This is the mail archive of the
mailing list for the GCC project.
Re: [PATCH] Make strlen range computations more conservative
- From: Jeff Law <law at redhat dot com>
- To: Bernd Edlinger <bernd dot edlinger at hotmail dot de>, GCC Patches <gcc-patches at gcc dot gnu dot org>
- Cc: Richard Biener <rguenther at suse dot de>, Jakub Jelinek <jakub at redhat dot com>
- Date: Tue, 24 Jul 2018 15:46:45 -0600
- Subject: Re: [PATCH] Make strlen range computations more conservative
- References: <AM5PR0701MB2657A771EAD27A906CE47D0AE4550@AM5PR0701MB2657.eurprd07.prod.outlook.com>
On 07/24/2018 01:59 AM, Bernd Edlinger wrote:
> This patch makes strlen range computations more conservative.

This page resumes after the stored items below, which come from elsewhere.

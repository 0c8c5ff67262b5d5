//! Kafka + MongoDB end-to-end tests
//!
//! These need a broker at `kafka:9092` and MongoDB at `mongodb://mongodb:27017`
//! and are ignored by default. Run with `cargo test --test kafka -- --ignored`.

mod pipeline_e2e;
//! Runs stream processors as supervised tasks.

use crate::apply::Applier;
use crate::processor::{ProcessorStats, StreamProcessor};
use anyhow::anyhow;
use sms_store_kafka::EventLog;
use std::time::Duration;
use tokio::task::{JoinError, JoinHandle};
use tokio_util::sync::CancellationToken;
use tracing::{error, info};

/// Owns the tasks of every running processor.
///
/// All processors share one cancellation token. Shutdown cancels it and waits
/// for each task up to a deadline; panics and overruns are reported as errors
/// instead of being lost with a detached task.
pub struct Supervisor {
    cancel: CancellationToken,
    tasks: Vec<(String, JoinHandle<ProcessorStats>)>,
}

impl Default for Supervisor {
    fn default() -> Self {
        Self::new()
    }
}

impl Supervisor {
    pub fn new() -> Self {
        Self {
            cancel: CancellationToken::new(),
            tasks: Vec::new(),
        }
    }

    /// Token cancelled on shutdown. Other components (the HTTP server) can
    /// use it to stop together with the processors.
    pub fn cancellation_token(&self) -> CancellationToken {
        self.cancel.clone()
    }

    /// Start `processor` on its own task.
    pub fn spawn<L, A>(&mut self, processor: StreamProcessor<L, A>)
    where
        L: EventLog + 'static,
        A: Applier + 'static,
    {
        let name = processor.name().to_string();
        let handle = tokio::spawn(processor.run(self.cancel.child_token()));
        info!(processor = %name, "Spawned stream processor");
        self.tasks.push((name, handle));
    }

    /// Names of the processors still supervised.
    pub fn processors(&self) -> Vec<&str> {
        self.tasks.iter().map(|(name, _)| name.as_str()).collect()
    }

    /// Resolves when a processor task ends before shutdown was requested.
    ///
    /// Processors only stop on cancellation, so this means the task panicked.
    /// The task is removed from supervision. Cancel safe; never resolves when
    /// nothing is supervised.
    pub async fn unexpected_exit(&mut self) -> anyhow::Error {
        if self.tasks.is_empty() {
            return std::future::pending().await;
        }
        let (result, index, _) =
            futures::future::select_all(self.tasks.iter_mut().map(|(_, handle)| handle)).await;
        let (name, _) = self.tasks.remove(index);
        match result {
            Ok(stats) => anyhow!("processor {name} stopped unexpectedly ({stats:?})"),
            Err(e) => task_failure(&name, e),
        }
    }

    /// Cancel every processor and wait for them to stop.
    ///
    /// Tasks still running at `deadline` are aborted. Returns the stats of
    /// the processors that stopped cleanly, or an error naming every one that
    /// did not.
    pub async fn shutdown(self, deadline: Duration) -> anyhow::Result<Vec<(String, ProcessorStats)>> {
        info!("Stopping {} stream processors", self.tasks.len());
        self.cancel.cancel();

        let deadline = tokio::time::Instant::now() + deadline;
        let mut stopped = Vec::new();
        let mut failures = Vec::new();

        for (name, mut handle) in self.tasks {
            match tokio::time::timeout_at(deadline, &mut handle).await {
                Ok(Ok(stats)) => {
                    info!(processor = %name, stats = ?stats, "Stream processor joined");
                    stopped.push((name, stats));
                }
                Ok(Err(e)) => {
                    let failure = task_failure(&name, e);
                    error!("{failure}");
                    failures.push(failure.to_string());
                }
                Err(_) => {
                    error!(processor = %name, "Stream processor missed the shutdown deadline, aborting");
                    handle.abort();
                    failures.push(format!("processor {name} did not stop before the deadline"));
                }
            }
        }

        if failures.is_empty() {
            Ok(stopped)
        } else {
            Err(anyhow!("shutdown incomplete: {}", failures.join("; ")))
        }
    }
}

fn task_failure(name: &str, e: JoinError) -> anyhow::Error {
    if e.is_panic() {
        anyhow!("processor {name} panicked: {e}")
    } else {
        anyhow!("processor {name} was aborted: {e}")
    }
}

> Firstly if there is a visible type cast from type A to B before passing
> then value to strlen, don't expect the type layout of B to restrict the
> possible return value range of strlen.
Why do you think this is the right thing to do? ie, is there language
in the standards that makes you think the code as it stands today is
incorrect from a conformance standpoint? Is there a significant body of
code that is affected in an adverse way by the current code? If so,
> Furthermore use the outermost enclosing array instead of the
> innermost one, because too aggressive optimization will likely
> convert harmless errors into security-relevant errors, because
> as the existing test cases demonstrate, this optimization is actively
> attacking string length checks in user code, while and not giving
> any warnings.
Same questions here.
I'll also note that Martin is *very* aware of the desire to avoid
introducing security relevent errors. In fact his main focus is to help
identify coding errors that have a security impact. So please don't
characterize his work as "actively attacking string length checks in
Ultimately we want highly accurate string lengths to help improve the
quality of the warnings we generate for potentially dangerous code.
These changes seem to take us in the opposite direction.
So ISTM that you really need a stronger justification using the
standards compliance and/or real world code that is made less safe by
keeping string lengths as accurate as possible.
> Bootstrapped and reg-tested on x86_64-pc-linux-gnu.
> Is it OK for trunk?
I'd like to ask we hold on this until I return from PTO (Aug 1) so that
we can discuss the best thing to do here for each class of change.
I think you, Martin, Richi and myself should hash through the technical
issues raised by the patch. Obviously others can chime in, but I think
the 4 of us probably need to drive the discussion.